Heritability of gene regulation between organismal generations: molecular mechanisms and developmental functions of intergenerational epigenetic inheritance

In mammalian somatic and germline cells, genomes are extensively DNA methylated (DNAme).  Regulatory CpG-island (CGI) sequences, however, are generally devoid of repressive DNAme. The mechanisms restricting de novo DNAme acquisition at CGIs in germ cells, and the relevance thereof for regulating gene expression and development of offspring have thus far been unknown.

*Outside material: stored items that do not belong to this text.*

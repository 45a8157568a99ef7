//! Logging setup and tracing spans.

use crate::config::{LogFormat, LoggingConfig};
use tracing::Span;
use tracing_subscriber::EnvFilter;

/// Installs a global `tracing` subscriber.
///
/// `RUST_LOG` wins over `config.level` when set. Returns false if a
/// subscriber was already installed.
pub fn init_logging(config: &LoggingConfig) -> bool {
    let env_filter =
        EnvFilter::try_from_default_env().unwrap_or_else(|_| EnvFilter::new(&config.level));

    let builder = tracing_subscriber::fmt()
        .with_env_filter(env_filter)
        .with_target(false);
    let installed = match config.format {
        LogFormat::Pretty => builder.try_init(),
        LogFormat::Json => builder.json().with_current_span(true).try_init(),
    };
    installed.is_ok()
}

/// Span covering one workflow run.
pub fn workflow_span(workflow_id: &str) -> Span {
    tracing::info_span!("workflow", workflow_id = %workflow_id)
}

/// Span covering one stage attempt.
pub fn stage_span(workflow_id: &str, stage: &str, attempt: u32) -> Span {
    tracing::info_span!("stage", workflow_id = %workflow_id, stage = %stage, attempt)
}

#[cfg(test)]
mod tests {
    use super::*;

    #[test]
    fn test_second_init_reports_existing_subscriber() {
        let config = LoggingConfig::default();
        let _ = init_logging(&config);
        assert!(!init_logging(&LoggingConfig {
            format: LogFormat::Json,
            ..config
        }));
    }

    #[test]
    fn test_spans_are_constructible() {
        let _workflow = workflow_span("wf").entered();
        let _stage = stage_span("wf", "analysis", 0).entered();
    }
}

We recently identified that the histone H3 lysine 36 dimethyl demethylases KDM2A and KDM2B impede global de novo DNAme (including CGI gene promoters) in oocytes that is catalyzed by the DNMT3A enzyme. We demonstrated that aberrant DNAme established in Kdm2a/Kdm2b double knock-out (dko) oocytes represses transcription from maternal loci in two-cell embryos. Vitally, the lethality of Kdm2a/Kdm2b maternal dko pre-implantation embryos is suppressed by Dnmt3a deficiency during oogenesis arguing that aberrant maternal DNAme impairs embryonic development. In the seminar, I will discuss these and other findings and place them in a broader context of chromatin-based mechanisms of intergenerational epigenetic inheritance.